Maternal deprivation effect on morphine-induced CPP is related to changes in opioid receptors in selected rat brain regions (hippocampus, prefrontal cortex, and nucleus accumbens)

Abstract

Early-life environmental conditions affect offspring's development. Maternal deprivation (MD) can induce persistent changes that give rise to neuropsychiatric diseases including substance abuse disorders. However, long-lasting mechanisms that determine vulnerability to drug addiction remain unknown. We hypothesized that MD could induce changes in Opioid system, HPA (hypothalamic-pituitary-adrenal) axis, and BDNF (brain-derived neurotrophic factor), so may be involved in the drug abuse in later life.

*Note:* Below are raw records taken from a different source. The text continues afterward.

//! Known L2 deployments per L1 network and the planning step that turns an
//! operator's (network, token) choice into setup inputs.

use std::{collections::BTreeMap, str::FromStr};

use alloy_core::primitives::{Address, U256, address};
use serde::{Deserialize, Serialize};

use crate::{
    chain::{ChainId, L1Network, ids},
    error::DeployError,
    store::SetupState,
};

/// Canonical tokens and seed liquidity of one token on one L2.
#[derive(Debug, Clone, PartialEq, Eq, Serialize, Deserialize)]
pub struct TokenData {
    pub l1_canonical_token: Address,
    pub l2_canonical_token: Address,
    /// Amount bridged to seed liquidity, in the token's base unit.
    pub liquidity_provider_send_amount: U256,
}

/// Canonical infrastructure of one L2 network.
#[derive(Debug, Clone, PartialEq, Eq, Serialize, Deserialize)]
pub struct L2NetworkData {
    pub l2_chain_id: ChainId,
    pub l1_messenger: Address,
    pub l1_token_bridge: Address,
    pub l2_messenger: Address,
    pub l2_token_bridge: Address,
    /// Keyed by token symbol.
    #[serde(default)]
    pub tokens: BTreeMap<String, TokenData>,
}

/// L2 deployments keyed by L1 network and then by L2 network name.
#[derive(Debug, Clone, PartialEq, Eq, Serialize, Deserialize)]
#[serde(transparent)]
pub struct NetworkCatalog(BTreeMap<L1Network, BTreeMap<String, L2NetworkData>>);

impl Default for NetworkCatalog {
    fn default() -> Self {
        Self::standard()
    }
}

impl NetworkCatalog {
    /// Built-in Kovan deployments. Tokens come from configuration.
    pub fn standard() -> Self {
        let kovan = BTreeMap::from([
            (
                "sokol".to_string(),
                L2NetworkData {
                    l2_chain_id: ids::XDAI_SOKOL,
                    l1_messenger: address!("Fe446bEF1DbF7AFE24E81e05BC8B271C1BA9a560"),
                    l1_token_bridge: address!("A960d095470f7509955d5402e36d9DB984B5C8E2"),
                    l2_messenger: address!("Fe446bEF1DbF7AFE24E81e05BC8B271C1BA9a560"),
                    l2_token_bridge: address!("40CdfF886715A4012fAD0219D15C98bB149AeF0e"),
                    tokens: BTreeMap::new(),
                },
            ),
            (
                "arbitrum".to_string(),
                L2NetworkData {
                    l2_chain_id: ids::ARBITRUM_TESTNET_4,
                    l1_messenger: address!("D71d47AD1b63981E9dB8e4A78C0b30170da8a601"),
                    l1_token_bridge: address!("2948ac43e4aff448f6af0f7a11f18bb6062dd271"),
                    l2_messenger: address!("0000000000000000000000000000000000000064"),
                    l2_token_bridge: address!("E49CCf3e19d847f8FF4d6962684A3242abF63f07"),
                    tokens: BTreeMap::new(),
                },
            ),
            (
                "optimism".to_string(),
                L2NetworkData {
                    l2_chain_id: ids::OPTIMISM_TESTNET_1,
                    l1_messenger: address!("78b88FD62FBdBf67b9C5C6528CF84E9d30BB28e0"),
                    l1_token_bridge: address!("C48528a44f2D961D179D69434645E54ac85732a1"),
                    l2_messenger: address!("4200000000000000000000000000000000000007"),
                    l2_token_bridge: address!("7B2ab06D22Cd230102215532928f60770376a2B3"),
                    tokens: BTreeMap::new(),
                },
            ),
        ]);

        Self(BTreeMap::from([(L1Network::Kovan, kovan)]))
    }

    pub fn empty() -> Self {
        Self(BTreeMap::new())
    }

    /// Add or replace an L2 network entry.
    pub fn insert(&mut self, l1: L1Network, name: impl Into<String>, data: L2NetworkData) {
        self.0.entry(l1).or_default().insert(name.into(), data);
    }

    /// Overlay `other` on top of this catalog, entry by entry.
    ///
    /// Tokens of an L2 that exists on both sides are merged as well.
    pub fn extend(&mut self, other: NetworkCatalog) {
        for (l1, l2s) in other.0 {
            let entries = self.0.entry(l1).or_default();
            for (name, data) in l2s {
                match entries.get_mut(&name) {
                    Some(existing) => {
                        let mut data = data;
                        let mut tokens = std::mem::take(&mut existing.tokens);
                        tokens.append(&mut data.tokens);
                        *existing = L2NetworkData { tokens, ..data };
                    }
                    None => {
                        entries.insert(name, data);
                    }
                }
            }
        }
    }

    /// Look up an L2 network by name, case-insensitively.
    pub fn l2_network(&self, l1: L1Network, name: &str) -> Result<&L2NetworkData, DeployError> {
        let entries = self.0.get(&l1).ok_or_else(|| DeployError::UnsupportedNetwork {
            network: l1.to_string(),
            family: None,
        })?;

        entries
            .iter()
            .find(|(key, _)| key.eq_ignore_ascii_case(name))
            .map(|(_, data)| data)
            .ok_or_else(|| DeployError::invalid(format!("unknown L2 network '{name}' on {l1}")))
    }

    /// Every (L1, L2 name) pair in the catalog.
    pub fn entries(&self) -> impl Iterator<Item = (L1Network, &str, &L2NetworkData)> {
        self.0
            .iter()
            .flat_map(|(l1, l2s)| l2s.iter().map(move |(name, data)| (*l1, name.as_str(), data)))
    }

    /// Resolve an operator request into the setup inputs it implies.
    pub fn plan(&self, request: &PlanRequest) -> Result<SetupState, DeployError> {
        let l1_name = non_empty(&request.l1_network, "L1 network name")?;
        let l2_name = non_empty(&request.l2_network, "L2 network name")?;
        let symbol = non_empty(&request.token, "token symbol")?;
        let bonder = match request.bonder.as_deref() {
            Some(raw) => parse_address(raw, "bonder address")?,
            None => Address::ZERO,
        };

        let l1 = L1Network::from_str(l1_name).map_err(|_| DeployError::UnsupportedNetwork {
            network: l1_name.to_string(),
            family: None,
        })?;
        let network = self.l2_network(l1, l2_name)?;
        let token = network
            .tokens
            .iter()
            .find(|(key, _)| key.eq_ignore_ascii_case(symbol))
            .map(|(_, data)| data)
            .ok_or_else(|| {
                DeployError::invalid(format!("unknown token '{symbol}' on {l1}/{l2_name}"))
            })?;

        let send_amount = token.liquidity_provider_send_amount;

        tracing::info!(
            l1_network = %l1,
            l2_network = %l2_name,
            token = %symbol,
            l2_chain_id = %network.l2_chain_id,
            "Planned setup inputs"
        );

        Ok(SetupState {
            l1_chain_id: Some(l1.chain_id()),
            l2_chain_id: Some(network.l2_chain_id),
            l1_bridge_address: request.l1_bridge,
            l1_messenger_address: Some(network.l1_messenger),
            l1_token_bridge_address: Some(network.l1_token_bridge),
            l2_messenger_address: Some(network.l2_messenger),
            l2_token_bridge_address: Some(network.l2_token_bridge),
            l1_canonical_token_address: Some(token.l1_canonical_token),
            l2_canonical_token_address: Some(token.l2_canonical_token),
            liquidity_provider_send_amount: Some(send_amount),
            liquidity_provider_amm_amount: Some(send_amount / U256::from(2u64)),
            bonder_address: Some(bonder),
            ..SetupState::default()
        })
    }
}

/// Operator input to [`NetworkCatalog::plan`].
#[derive(Debug, Clone, Default, PartialEq, Eq)]
pub struct PlanRequest {
    pub l1_network: String,
    pub l2_network: String,
    pub token: String,
    /// Defaults to the zero address.
    pub bonder: Option<String>,
    pub l1_bridge: Option<Address>,
}

fn non_empty<'a>(value: &'a str, what: &str) -> Result<&'a str, DeployError> {
    let value = value.trim();
    if value.is_empty() {
        return Err(DeployError::invalid(format!("{what} is empty")));
    }
    Ok(value)
}

/// Parse a 0x-prefixed, 40 hex character address.
pub fn parse_address(raw: &str, what: &str) -> Result<Address, DeployError> {
    let raw = raw.trim();
    if !raw.starts_with("0x") || raw.len() != 42 {
        return Err(DeployError::invalid(format!(
            "{what} must be 0x-prefixed and 40 hex chars, got '{raw}'"
        )));
    }

    Address::from_str(raw)
        .map_err(|e| DeployError::invalid(format!("{what} '{raw}' is not valid hex: {e}")))
}

#[cfg(test)]
mod tests {
    use super::*;

    const DAI_L1: Address = address!("436e3FfB93A4763575E5C0F6b3c97D5489E050da");
    const DAI_L2: Address = address!("7d669A64deb8a4A51eEa755bb0E19FD39CE25Ae9");

    fn catalog() -> NetworkCatalog {
        let mut catalog = NetworkCatalog::standard();
        let mut extra = NetworkCatalog::empty();
        let mut optimism = catalog
            .l2_network(L1Network::Kovan, "optimism")
            .unwrap()
            .clone();
        optimism.tokens.insert(
            "DAI".to_string(),
            TokenData {
                l1_canonical_token: DAI_L1,
                l2_canonical_token: DAI_L2,
                liquidity_provider_send_amount: U256::from(1_000_001u64),
            },
        );
        extra.insert(L1Network::Kovan, "optimism", optimism);
        catalog.extend(extra);
        catalog
    }

    fn request() -> PlanRequest {
        PlanRequest {
            l1_network: "Kovan".to_string(),
            l2_network: "OPTIMISM".to_string(),
            token: "dai".to_string(),
            bonder: Some("0x00000000000000000000000000000000000000b0".to_string()),
            l1_bridge: Some(address!("aaaaaaaaaaaaaaaaaaaaaaaaaaaaaaaaaaaaaaaa")),
        }
    }

    #[test]
    fn test_plan_fills_setup_inputs() {
        let state = catalog().plan(&request()).unwrap();

        assert_eq!(state.l1_chain_id, Some(ids::KOVAN));
        assert_eq!(state.l2_chain_id, Some(ids::OPTIMISM_TESTNET_1));
        assert_eq!(
            state.l2_messenger_address,
            Some(address!("4200000000000000000000000000000000000007"))
        );
        assert_eq!(state.l1_canonical_token_address, Some(DAI_L1));
        assert_eq!(state.l2_canonical_token_address, Some(DAI_L2));
        assert_eq!(state.liquidity_provider_send_amount, Some(U256::from(1_000_001u64)));
        assert_eq!(state.liquidity_provider_amm_amount, Some(U256::from(500_000u64)));
        assert_eq!(
            state.bonder_address,
            Some(address!("00000000000000000000000000000000000000b0"))
        );
        assert!(state.completed.is_empty());
    }

    #[test]
    fn test_plan_defaults_bonder_to_zero() {
        let mut req = request();
        req.bonder = None;
        let state = catalog().plan(&req).unwrap();
        assert_eq!(state.bonder_address, Some(Address::ZERO));
    }

    #[test]
    fn test_plan_validates_input() {
        let mut req = request();
        req.token = "  ".to_string();
        assert!(matches!(catalog().plan(&req), Err(DeployError::InvalidArgument(_))));

        let mut req = request();
        req.bonder = Some("0x1234".to_string());
        assert!(matches!(catalog().plan(&req), Err(DeployError::InvalidArgument(_))));

        let mut req = request();
        req.bonder = Some(format!("0x{}", "zz".repeat(20)));
        assert!(matches!(catalog().plan(&req), Err(DeployError::InvalidArgument(_))));

        let mut req = request();
        req.l2_network = "polygon".to_string();
        assert!(matches!(catalog().plan(&req), Err(DeployError::InvalidArgument(_))));

        let mut req = request();
        req.token = "USDC".to_string();
        assert!(matches!(catalog().plan(&req), Err(DeployError::InvalidArgument(_))));
    }

    #[test]
    fn test_plan_rejects_unknown_l1() {
        let mut req = request();
        req.l1_network = "ropsten".to_string();
        assert!(matches!(
            catalog().plan(&req),
            Err(DeployError::UnsupportedNetwork { .. })
        ));

        req.l1_network = "goerli".to_string();
        assert!(matches!(
            catalog().plan(&req),
            Err(DeployError::UnsupportedNetwork { .. })
        ));
    }

    #[test]
    fn test_extend_keeps_builtin_entries() {
        let catalog = catalog();
        let names: Vec<_> = catalog.entries().map(|(_, name, _)| name).collect();
        assert_eq!(names, vec!["arbitrum", "optimism", "sokol"]);
    }

    #[test]
    fn test_catalog_from_toml() {
        let catalog: NetworkCatalog = toml::from_str(
            r#"
            [kovan.optimism]
            l2_chain_id = 69
            l1_messenger = "0x78b88FD62FBdBf67b9C5C6528CF84E9d30BB28e0"
            l1_token_bridge = "0xC48528a44f2D961D179D69434645E54ac85732a1"
            l2_messenger = "0x4200000000000000000000000000000000000007"
            l2_token_bridge = "0x7B2ab06D22Cd230102215532928f60770376a2B3"

            [kovan.optimism.tokens.DAI]
            l1_canonical_token = "0x436e3FfB93A4763575E5C0F6b3c97D5489E050da"
            l2_canonical_token = "0x7d669A64deb8a4A51eEa755bb0E19FD39CE25Ae9"
            liquidity_provider_send_amount = "1000000000000000000000"
            "#,
        )
        .unwrap();

        let optimism = catalog.l2_network(L1Network::Kovan, "optimism").unwrap();
        assert_eq!(optimism.tokens.len(), 1);
        assert_eq!(
            optimism.tokens["DAI"].liquidity_provider_send_amount,
            U256::from(10u64).pow(U256::from(21u64))
        );
    }
}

Male offspring of Wistar rats (n = 8 per group) were subjected to 3 h of daily MD during postnatal days 1–14. In adulthood, morphine-induced CPP (conditioned place preference) was investigated using two doses of morphine (3 and 5 mg/kg). Serum corticosterone level was measured by ELISA method. The expression level of genes in selected brain regions (hippocampus, prefrontal cortex, and nucleus accumbens) was determined by qPCR (quantitative PCR). A greater morphine-induced CPP was observed in MD rats with 3 and 5 mg/kg morphine compared to controls. MD group had a higher corticosterone level. A significant decrease was observed in the expression of BDNF gene (in all of the selected brain regions) and GR (glucocorticoid receptor) gene (in the hippocampus and nucleus accumbens) in MD rats. Also, a significant increase in the expression of μ Opioid receptor (in all of the selected brain regions) and κ Opioid receptor (in the prefrontal cortex and nucleus accumbens) was observed in MD rats. Our results suggest that MD induces alterations in the HPA axis function, BDNF level, and Opioid receptors system that enhance vulnerability to morphine at adulthood.